Thomas disse que pessoalmente encontra frequentemente dois Grand Tours combinados em um ano. Algo que ele fez quatro vezes em sua longa carreira em 2015, 2017, 2023 e 2024. Não foi fácil, no entanto, ele argumentou que Bernal e Arensman são “caras de GC mais naturais”.
“É difícil, especialmente quando é o segundo de dois Grand Tours, porque é o mais difícil. Veremos na próxima semana. Esse foi o início do tour. Pode-se dizer que há algumas etapas de GC realmente difíceis. Está prestes a acontecer.”
“Fiz o Giro-Tour uma vez (em 2024, embora ele tenha desistido ambos em 2017 – Ed) e não foi nada bonito. Depois disso, não gostei necessariamente do passeio. Mas estou em outra fase da minha carreira. Tenho 38 anos e sou terceiro no Giro (em 2024). Acredite em mim. Pelo tour acabei de sair.”
Para mim, é tanto uma coisa mental quanto física, e no que diz respeito às crianças, prontas para isso. Você pode ir fundo e sofrer. Então veremos.
De todos os pilotos Ineos que participaram do Giro, o desempenho de Bernal foi talvez o mais surpreendente. Porque a transição para uma equipe do Tour foi muito inesperada. De acordo com Thomas, considerando o quão bem o vencedor do Tour de 2019 terminou o Giro, há sempre uma boa chance de ele retornar em julho. Ou seja, a batalha pelos dez primeiros foi surpreendente.
“Quem sabe?” disse Tomás. notícias sobre ciclismo. “Com tudo o que aconteceu com Oscar, parece que a experiência e a liderança de Egan foram fundamentais para chegar aqui, com ele terminando o Giro sem dores e se sentindo forte. Essa é a principal razão (para levá-lo em turnê) nas primeiras duas semanas aqui. Ele se saiu muito bem.”
Thomas não especificou quantos gostariam de ver Bernal, atualmente décimo primeiro às 15h55, no topo do líder da corrida Tadej Pogačar (Emirados Árabes Unidos-XRG Team), mas há outras prioridades.
“Ele esteve sem dores durante a maior parte do ano. E isso é o mais importante. Parecia um pouco como uma desculpa. Mas trata-se de dar tudo o que pode todos os dias. E o seu fim é o seu fim.”
“Atrás do Giro”, onde Bernal terminou em 10º, “e vindo aqui. Não é justo dizer a ele: ‘Olha, você tem que estar entre os dez primeiros’ ou algo assim.

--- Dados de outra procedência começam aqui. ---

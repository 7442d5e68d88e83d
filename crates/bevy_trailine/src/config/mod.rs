mod pattern;

use std::path::Path;

use bevy::prelude::*;
pub use pattern::{TrailPattern, parse_hex_color};
use serde::Deserialize;

use crate::error::SettingsError;

/// How captured snapshots are colored.
#[derive(Deserialize, Debug, Clone, Copy, Default, PartialEq, Eq, Hash)]
#[serde(rename_all = "snake_case")]
pub enum TrailColorMode {
  /// Flat color sampled from [`TrailSettings::pattern`] at capture time.
  #[default]
  Pattern,
  /// Flat color taken from the character's hair.
  HairColor,
  /// Untinted copy of the pose.
  OnionSkin,
}

impl TrailColorMode {
  /// Silhouette modes flatten each cell to white coverage before tinting.
  #[inline]
  pub fn is_silhouette(self) -> bool {
    !matches!(self, Self::OnionSkin)
  }
}

#[derive(Deserialize, Debug, Clone, PartialEq)]
#[serde(default)]
pub struct TrailDebugSettings {
  /// Draw the raw atlas texture with its cell grid.
  pub render_atlas: bool,
  /// Display scale of the atlas overlay.
  pub scale: f32,
}

impl Default for TrailDebugSettings {
  fn default() -> Self {
    Self {
      render_atlas: false,
      scale: 0.5,
    }
  }
}

/// Trail configuration, read by the capture, lifetime and presenter systems.
///
/// Hosts own this resource; changing `color_mode` clears live trails.
#[derive(Resource, Deserialize, Debug, Clone, PartialEq)]
#[serde(default)]
pub struct TrailSettings {
  pub enabled: bool,
  /// Seconds between captures.
  pub interval: f32,
  /// Snapshot lifetime in seconds.
  pub duration: f32,
  /// Global ghost opacity, `0..=1`.
  pub opacity: f32,
  pub color_mode: TrailColorMode,
  pub pattern: TrailPattern,
  /// Suppress the host's own dash trails while ours are active.
  pub hide_host_trails: bool,
  /// Fade on real time, ignoring pause and time scale.
  pub use_raw_time: bool,
  pub debug: TrailDebugSettings,
}

impl Default for TrailSettings {
  fn default() -> Self {
    Self {
      enabled: true,
      interval: 0.1,
      duration: 0.5,
      opacity: 0.5,
      color_mode: TrailColorMode::default(),
      pattern: TrailPattern::default(),
      hide_host_trails: false,
      use_raw_time: false,
      debug: TrailDebugSettings::default(),
    }
  }
}

impl TrailSettings {
  /// Parses settings from TOML. Missing keys take their defaults.
  pub fn from_toml_str(source: &str) -> Result<Self, SettingsError> {
    Ok(toml::from_str(source)?)
  }

  /// Reads and parses a TOML settings file.
  pub fn load(path: impl AsRef<Path>) -> Result<Self, SettingsError> {
    let source = std::fs::read_to_string(path)?;
    Self::from_toml_str(&source)
  }
}

/// Run condition for host trail effects: false while our trails replace them.
pub fn host_trails_visible(settings: Option<Res<TrailSettings>>) -> bool {
  settings.is_none_or(|s| !(s.enabled && s.hide_host_trails))
}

“Mas vamos ver como vai a competição. Ele é um lutador, adora correr, fica preso nisso. E isso é tudo que você pode pedir.”
O terceiro membro da escalação Giro-Tour 2026 da Netcompany é Filippo Ganna, que venceu uma etapa em seu Grand Tour em maio deste ano e também estava em ótima forma durante o contra-relógio da equipe do Tour. O objetivo natural para o especialista em contra-relógio, como o ex-campeão mundial de contra-relógio, é competir na corrida de 26,1 km da Etapa 16 contra o relógio na terça-feira. Mesmo que haja um gato por perto. A segunda subida da Côte de Larringes pode ser um pouco anormal no início.
“Deve ser difícil para essa escalada. Dois ou três jogadores (entre os treinadores do time) para mim, um pouco cauteloso”, disse Thomas, que venceu a abertura do torneio em 2017, sobre as chances de Ganna.
“Mas, a meu ver, não esperávamos que ele fosse tão forte como no primeiro dia ou na etapa 9, não esperávamos que ele fosse tão bem quanto se sentiu nos últimos 50 quilômetros”, com Ganna no intervalo com o vencedor da etapa Mathieu van der Poel (Alpecin-Premier Tech).
“Você tem que estar presente para vencer. Qualquer coisa pode acontecer com Remco ou Pog. Veremos como serão os próximos dias. E partir daí.”